--- PROVIDED ENTRIES ---
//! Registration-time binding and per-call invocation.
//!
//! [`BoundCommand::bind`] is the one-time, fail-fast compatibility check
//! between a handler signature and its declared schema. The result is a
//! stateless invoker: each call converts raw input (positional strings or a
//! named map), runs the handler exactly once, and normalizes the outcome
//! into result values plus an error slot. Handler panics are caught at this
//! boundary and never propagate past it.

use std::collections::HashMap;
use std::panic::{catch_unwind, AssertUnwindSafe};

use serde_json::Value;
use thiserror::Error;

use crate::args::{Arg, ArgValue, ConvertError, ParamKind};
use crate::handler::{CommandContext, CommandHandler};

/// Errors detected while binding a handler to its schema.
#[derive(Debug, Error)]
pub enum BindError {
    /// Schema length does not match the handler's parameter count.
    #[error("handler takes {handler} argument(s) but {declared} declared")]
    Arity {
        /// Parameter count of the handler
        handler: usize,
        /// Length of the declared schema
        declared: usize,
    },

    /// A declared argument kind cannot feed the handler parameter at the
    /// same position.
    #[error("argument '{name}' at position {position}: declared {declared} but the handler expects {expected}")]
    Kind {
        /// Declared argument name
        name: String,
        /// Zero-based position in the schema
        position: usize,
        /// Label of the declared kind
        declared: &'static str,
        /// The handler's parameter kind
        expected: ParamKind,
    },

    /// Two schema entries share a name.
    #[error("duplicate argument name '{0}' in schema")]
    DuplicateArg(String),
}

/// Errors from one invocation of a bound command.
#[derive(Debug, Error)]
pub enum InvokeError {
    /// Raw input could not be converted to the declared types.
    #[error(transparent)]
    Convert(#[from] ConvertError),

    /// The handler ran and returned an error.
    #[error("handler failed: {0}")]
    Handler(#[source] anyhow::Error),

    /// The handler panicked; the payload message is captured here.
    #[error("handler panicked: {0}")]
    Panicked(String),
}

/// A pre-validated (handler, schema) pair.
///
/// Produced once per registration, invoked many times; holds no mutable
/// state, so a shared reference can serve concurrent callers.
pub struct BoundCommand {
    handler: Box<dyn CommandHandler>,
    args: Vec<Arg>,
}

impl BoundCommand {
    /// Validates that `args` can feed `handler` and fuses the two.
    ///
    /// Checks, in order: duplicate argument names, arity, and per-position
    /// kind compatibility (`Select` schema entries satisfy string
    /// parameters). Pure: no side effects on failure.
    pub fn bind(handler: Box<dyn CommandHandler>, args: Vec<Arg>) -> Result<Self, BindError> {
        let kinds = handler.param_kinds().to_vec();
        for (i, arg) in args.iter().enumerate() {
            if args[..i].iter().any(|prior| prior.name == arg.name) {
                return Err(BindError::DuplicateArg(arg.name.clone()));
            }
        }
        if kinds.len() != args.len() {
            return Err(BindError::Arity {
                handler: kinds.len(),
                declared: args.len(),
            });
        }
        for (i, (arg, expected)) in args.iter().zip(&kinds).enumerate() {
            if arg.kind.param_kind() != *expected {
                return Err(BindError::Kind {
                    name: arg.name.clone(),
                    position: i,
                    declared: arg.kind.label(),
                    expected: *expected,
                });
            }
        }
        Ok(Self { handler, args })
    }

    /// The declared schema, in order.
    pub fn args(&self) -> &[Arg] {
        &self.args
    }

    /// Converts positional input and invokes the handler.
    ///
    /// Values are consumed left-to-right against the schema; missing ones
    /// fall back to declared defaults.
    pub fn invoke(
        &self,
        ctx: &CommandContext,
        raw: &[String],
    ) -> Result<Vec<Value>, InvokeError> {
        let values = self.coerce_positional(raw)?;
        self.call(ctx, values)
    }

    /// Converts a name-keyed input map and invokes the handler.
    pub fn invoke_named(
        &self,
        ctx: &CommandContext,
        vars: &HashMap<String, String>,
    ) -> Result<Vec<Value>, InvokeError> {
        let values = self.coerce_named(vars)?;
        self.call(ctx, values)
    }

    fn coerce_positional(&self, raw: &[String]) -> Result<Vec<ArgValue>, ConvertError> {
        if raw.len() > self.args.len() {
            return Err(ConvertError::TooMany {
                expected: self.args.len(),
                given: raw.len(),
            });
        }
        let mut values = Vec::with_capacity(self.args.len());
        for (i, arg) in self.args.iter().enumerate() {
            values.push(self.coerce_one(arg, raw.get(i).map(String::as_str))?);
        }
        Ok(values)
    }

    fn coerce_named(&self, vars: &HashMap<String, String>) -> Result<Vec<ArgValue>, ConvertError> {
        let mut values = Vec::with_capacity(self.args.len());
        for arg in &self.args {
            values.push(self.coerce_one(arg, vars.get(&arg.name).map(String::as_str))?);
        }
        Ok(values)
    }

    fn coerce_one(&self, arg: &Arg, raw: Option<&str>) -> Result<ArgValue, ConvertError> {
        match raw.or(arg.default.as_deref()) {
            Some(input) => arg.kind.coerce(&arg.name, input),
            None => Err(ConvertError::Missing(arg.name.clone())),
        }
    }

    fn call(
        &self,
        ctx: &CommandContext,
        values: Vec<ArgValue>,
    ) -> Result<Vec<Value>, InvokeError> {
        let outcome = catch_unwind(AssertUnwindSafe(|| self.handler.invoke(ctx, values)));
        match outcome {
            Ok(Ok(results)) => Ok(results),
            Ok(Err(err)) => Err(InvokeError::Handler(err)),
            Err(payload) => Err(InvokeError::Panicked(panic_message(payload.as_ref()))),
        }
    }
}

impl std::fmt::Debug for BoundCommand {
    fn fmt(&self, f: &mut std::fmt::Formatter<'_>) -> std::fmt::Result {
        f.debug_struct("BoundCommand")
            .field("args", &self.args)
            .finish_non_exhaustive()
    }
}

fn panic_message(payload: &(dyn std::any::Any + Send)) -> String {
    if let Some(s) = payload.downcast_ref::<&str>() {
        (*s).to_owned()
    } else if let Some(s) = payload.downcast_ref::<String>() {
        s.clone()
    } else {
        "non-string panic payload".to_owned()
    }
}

--- DIRECTIONS ---
Give every entry back exactly as it was written above.

--- YOUR SOLUTION ---
//! Registration-time binding and per-call invocation.
//!
//! [`BoundCommand::bind`] is the one-time, fail-fast compatibility check
//! between a handler signature and its declared schema. The result is a
//! stateless invoker: each call converts raw input (positional strings or a
//! named map), runs the handler exactly once, and normalizes the outcome
//! into result values plus an error slot. Handler panics are caught at this
//! boundary and never propagate past it.

use std::collections::HashMap;
use std::panic::{catch_unwind, AssertUnwindSafe};

use serde_json::Value;
use thiserror::Error;

use crate::args::{Arg, ArgValue, ConvertError, ParamKind};
use crate::handler::{CommandContext, CommandHandler};

/// Errors detected while binding a handler to its schema.
#[derive(Debug, Error)]
pub enum BindError {
    /// Schema length does not match the handler's parameter count.
    #[error("handler takes {handler} argument(s) but {declared} declared")]
    Arity {
        /// Parameter count of the handler
        handler: usize,
        /// Length of the declared schema
        declared: usize,
    },

    /// A declared argument kind cannot feed the handler parameter at the
    /// same position.
    #[error("argument '{name}' at position {position}: declared {declared} but the handler expects {expected}")]
    Kind {
        /// Declared argument name
        name: String,
        /// Zero-based position in the schema
        position: usize,
        /// Label of the declared kind
        declared: &'static str,
        /// The handler's parameter kind
        expected: ParamKind,
    },

    /// Two schema entries share a name.
    #[error("duplicate argument name '{0}' in schema")]
    DuplicateArg(String),
}

/// Errors from one invocation of a bound command.
#[derive(Debug, Error)]
pub enum InvokeError {
    /// Raw input could not be converted to the declared types.
    #[error(transparent)]
    Convert(#[from] ConvertError),

    /// The handler ran and returned an error.
    #[error("handler failed: {0}")]
    Handler(#[source] anyhow::Error),

    /// The handler panicked; the payload message is captured here.
    #[error("handler panicked: {0}")]
    Panicked(String),
}

/// A pre-validated (handler, schema) pair.
///
/// Produced once per registration, invoked many times; holds no mutable
/// state, so a shared reference can serve concurrent callers.
pub struct BoundCommand {
    handler: Box<dyn CommandHandler>,
    args: Vec<Arg>,
}

impl BoundCommand {
    /// Validates that `args` can feed `handler` and fuses the two.
    ///
    /// Checks, in order: duplicate argument names, arity, and per-position
    /// kind compatibility (`Select` schema entries satisfy string
    /// parameters). Pure: no side effects on failure.
    pub fn bind(handler: Box<dyn CommandHandler>, args: Vec<Arg>) -> Result<Self, BindError> {
        let kinds = handler.param_kinds().to_vec();
        for (i, arg) in args.iter().enumerate() {
            if args[..i].iter().any(|prior| prior.name == arg.name) {
                return Err(BindError::DuplicateArg(arg.name.clone()));
            }
        }
        if kinds.len() != args.len() {
            return Err(BindError::Arity {
                handler: kinds.len(),
                declared: args.len(),
            });
        }
        for (i, (arg, expected)) in args.iter().zip(&kinds).enumerate() {
            if arg.kind.param_kind() != *expected {
                return Err(BindError::Kind {
                    name: arg.name.clone(),
                    position: i,
                    declared: arg.kind.label(),
                    expected: *expected,
                });
            }
        }
        Ok(Self { handler, args })
    }

    /// The declared schema, in order.
    pub fn args(&self) -> &[Arg] {
        &self.args
    }

    /// Converts positional input and invokes the handler.
    ///
    /// Values are consumed left-to-right against the schema; missing ones
    /// fall back to declared defaults.
    pub fn invoke(
        &self,
        ctx: &CommandContext,
        raw: &[String],
    ) -> Result<Vec<Value>, InvokeError> {
        let values = self.coerce_positional(raw)?;
        self.call(ctx, values)
    }

    /// Converts a name-keyed input map and invokes the handler.
    pub fn invoke_named(
        &self,
        ctx: &CommandContext,
        vars: &HashMap<String, String>,
    ) -> Result<Vec<Value>, InvokeError> {
        let values = self.coerce_named(vars)?;
        self.call(ctx, values)
    }

    fn coerce_positional(&self, raw: &[String]) -> Result<Vec<ArgValue>, ConvertError> {
        if raw.len() > self.args.len() {
            return Err(ConvertError::TooMany {
                expected: self.args.len(),
                given: raw.len(),
            });
        }
        let mut values = Vec::with_capacity(self.args.len());
        for (i, arg) in self.args.iter().enumerate() {
            values.push(self.coerce_one(arg, raw.get(i).map(String::as_str))?);
        }
        Ok(values)
    }

    fn coerce_named(&self, vars: &HashMap<String, String>) -> Result<Vec<ArgValue>, ConvertError> {
        let mut values = Vec::with_capacity(self.args.len());
        for arg in &self.args {
            values.push(self.coerce_one(arg, vars.get(&arg.name).map(String::as_str))?);
        }
        Ok(values)
    }

    fn coerce_one(&self, arg: &Arg, raw: Option<&str>) -> Result<ArgValue, ConvertError> {
        match raw.or(arg.default.as_deref()) {
            Some(input) => arg.kind.coerce(&arg.name, input),
            None => Err(ConvertError::Missing(arg.name.clone())),
        }
    }

    fn call(
        &self,
        ctx: &CommandContext,
        values: Vec<ArgValue>,
    ) -> Result<Vec<Value>, InvokeError> {
        let outcome = catch_unwind(AssertUnwindSafe(|| self.handler.invoke(ctx, values)));
        match outcome {
            Ok(Ok(results)) => Ok(results),
            Ok(Err(err)) => Err(InvokeError::Handler(err)),
            Err(payload) => Err(InvokeError::Panicked(panic_message(payload.as_ref()))),
        }
    }
}

impl std::fmt::Debug for BoundCommand {
    fn fmt(&self, f: &mut std::fmt::Formatter<'_>) -> std::fmt::Result {
        f.debug_struct("BoundCommand")
            .field("args", &self.args)
            .finish_non_exhaustive()
    }
}

fn panic_message(payload: &(dyn std::any::Any + Send)) -> String {
    if let Some(s) = payload.downcast_ref::<&str>() {
        (*s).to_owned()
    } else if let Some(s) = payload.downcast_ref::<String>() {
        s.clone()
    } else {
        "non-string panic payload".to_owned()
    }
}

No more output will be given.